Hintzen: Das Solardomizil 1 und 2, wie wir sagen, mit 11 beziehungsweise 18 Eigentumswohnungen ist sicherlich ein spannendes Vorzeigeprojekt und besitzt auch den größten Solarspeicher, den wir je verbaut haben mit 200 Kubikmeter, aber es wird nicht das sein, was wir in Zukunft ständig bauen werden.

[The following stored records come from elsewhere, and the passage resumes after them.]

use crate::config::PickerConfig;
use crate::directory_loader::{
    ChangeWatcher, DirectoryLoader, DirectoryScanner, FsScanner, LoadSubscriber, NotifyWatcher,
    StopMode,
};
use crate::error::Error;
use crate::navigation::NavigationStack;
use crate::types::{Entry, SavedState, SelectionOutcome, Step};
use std::path::Path;
use std::sync::Arc;
use tracing::{debug, error, info, warn};

/// Entry and exit point of a picking session: turns user input into navigation and,
/// eventually, a [`SelectionOutcome`].
pub struct SelectionController {
    config: PickerConfig,
    stack: NavigationStack,
    loader: DirectoryLoader,
    subscriber: Arc<dyn LoadSubscriber>,
    outcome: Option<SelectionOutcome>,
}

impl std::fmt::Debug for SelectionController {
    fn fmt(&self, f: &mut std::fmt::Formatter<'_>) -> std::fmt::Result {
        f.debug_struct("SelectionController")
            .field("config", &self.config)
            .field("stack", &self.stack)
            .field("outcome", &self.outcome)
            .finish_non_exhaustive()
    }
}

impl SelectionController {
    /// Opens a picker on the local file system, starting at the configured root.
    pub fn new(config: PickerConfig, subscriber: Arc<dyn LoadSubscriber>) -> Result<Self, Error> {
        Self::restore(config, subscriber, None)
    }

    /// Opens a picker whose current directory comes from a previous session.
    pub fn restore(
        config: PickerConfig,
        subscriber: Arc<dyn LoadSubscriber>,
        saved: Option<&SavedState>,
    ) -> Result<Self, Error> {
        let scanner = Arc::new(FsScanner::from_config(&config));
        let watcher = Arc::new(NotifyWatcher::from_config(&config));
        Self::with_components(config, scanner, watcher, subscriber, saved)
    }

    pub fn with_components(
        config: PickerConfig,
        scanner: Arc<dyn DirectoryScanner>,
        watcher: Arc<dyn ChangeWatcher>,
        subscriber: Arc<dyn LoadSubscriber>,
        saved: Option<&SavedState>,
    ) -> Result<Self, Error> {
        let stack = match saved {
            Some(saved) => match NavigationStack::restore(&config.root, &saved.current) {
                Ok(stack) => stack,
                Err(e) => {
                    warn!("Ignoring saved picker state {:?}: {}", saved.current, e);
                    NavigationStack::new(&config.root)?
                }
            },
            None => NavigationStack::new(&config.root)?,
        };

        info!(
            "Initializing SelectionController at {} ({:?})",
            stack.current().display(),
            config.select_mode
        );

        let loader = DirectoryLoader::new(scanner, watcher);
        loader.start(stack.current(), Arc::clone(&subscriber))?;

        Ok(Self {
            config,
            stack,
            loader,
            subscriber,
            outcome: None,
        })
    }

    pub fn on_entry_selected(&mut self, entry: &Entry) -> Step {
        if self.is_finished() {
            return Step::Ignored;
        }

        if entry.is_directory {
            if let Err(e) = self.stack.push(entry) {
                error!("Cannot enter {}: {}", entry.path.display(), e);
                return Step::Ignored;
            }
            return self.retarget();
        }

        if self.config.select_mode.accepts_files() {
            return self.finish(SelectionOutcome::Success(entry.path.clone()));
        }

        debug!(
            "Ignoring {} in {:?} mode",
            entry.path.display(),
            self.config.select_mode
        );
        Step::Ignored
    }

    pub fn on_up(&mut self) -> Step {
        if self.is_finished() {
            return Step::Ignored;
        }

        match self.stack.pop() {
            Some(_) => self.retarget(),
            None => self.finish(SelectionOutcome::Cancelled),
        }
    }

    pub fn on_confirm_current_directory(&mut self) -> Step {
        if self.is_finished() || !self.config.select_mode.accepts_directories() {
            return Step::Ignored;
        }

        let current = self.stack.current().to_path_buf();
        self.finish(SelectionOutcome::Success(current))
    }

    /// The storage holding the tree went away: nothing left to browse.
    pub fn on_storage_removed(&mut self) -> Step {
        if self.is_finished() {
            return Step::Ignored;
        }
        warn!("Storage removed while picking, cancelling");
        self.finish(SelectionOutcome::Cancelled)
    }

    /// Rolls navigation back when the current directory cannot be opened.
    pub fn on_directory_unavailable(&mut self, path: &Path) -> Step {
        if self.is_finished() || path != self.stack.current() {
            return Step::Ignored;
        }

        warn!("Cannot open {}, navigating back", path.display());
        match self.stack.pop() {
            Some(_) => self.retarget(),
            None => self.finish(SelectionOutcome::Cancelled),
        }
    }

    /// The consumer stops observing; the listing and its watch are kept.
    pub fn pause(&self) {
        if !self.is_finished() {
            self.loader.stop(StopMode::Pause);
        }
    }

    /// Re-attaches a consumer after [`pause`](Self::pause).
    pub fn resume(&mut self, subscriber: Arc<dyn LoadSubscriber>) {
        if self.is_finished() {
            return;
        }
        self.subscriber = subscriber;
        if let Err(e) = self
            .loader
            .start(self.stack.current(), Arc::clone(&self.subscriber))
        {
            error!("Failed to resume loading {}: {}", self.stack.current().display(), e);
        }
    }

    pub fn refresh(&self) -> bool {
        !self.is_finished() && self.loader.refresh()
    }

    pub fn saved_state(&self) -> SavedState {
        SavedState {
            current: self.stack.current().to_string_lossy().into_owned(),
        }
    }

    pub fn current_dir(&self) -> &Path {
        self.stack.current()
    }

    pub fn stack(&self) -> &NavigationStack {
        &self.stack
    }

    pub fn loader(&self) -> &DirectoryLoader {
        &self.loader
    }

    pub fn config(&self) -> &PickerConfig {
        &self.config
    }

    pub fn outcome(&self) -> Option<&SelectionOutcome> {
        self.outcome.as_ref()
    }

    #[inline]
    pub fn is_finished(&self) -> bool {
        self.outcome.is_some()
    }

    fn retarget(&mut self) -> Step {
        let current = self.stack.current().to_path_buf();
        self.loader.stop(StopMode::Reset);
        if let Err(e) = self.loader.start(&current, Arc::clone(&self.subscriber)) {
            error!("Failed to start loading {}: {}", current.display(), e);
        }
        Step::Navigated(current)
    }

    fn finish(&mut self, outcome: SelectionOutcome) -> Step {
        info!("Selection finished: {:?}", outcome);
        self.loader.shutdown();
        self.outcome = Some(outcome.clone());
        Step::Finished(outcome)
    }
}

Das liegt einfach daran, dass wir hier ein Grundstück vor uns hatten, dass keine optimale Ausrichtung aufwies, sondern eine Ost-West-Ausrichtung, so dass wir dem Gebäude eine spezielle Architektur geben mussten und auch die Ausrichtung der Kollektoren und Integration sehr spannend war. Aber wir arbeiten gerade an einem weiteren Konzept und dem Begriff Solardomizil 3, wo wir alle unsere Erfahrungen in den mehrgeschossigen Wohnungsbau integrieren wollen und hier nochmal deutlich höhere Deckungsgrade anstreben, als wir sie jetzt beim Solardomizil 1 und 2 erreichen. Und wir wollen gedanklich zur Optimierung beitragen, dass solares Bauen eben auch kostengünstig wird beziehungsweise bleibt. Aber ich denke auch, hier ist viel Spielraum für kreative Architekten – erfahrene oder junge – etwas beizusteuern, was die Energiewende und CO2-Einsparung nur unterstützen kann.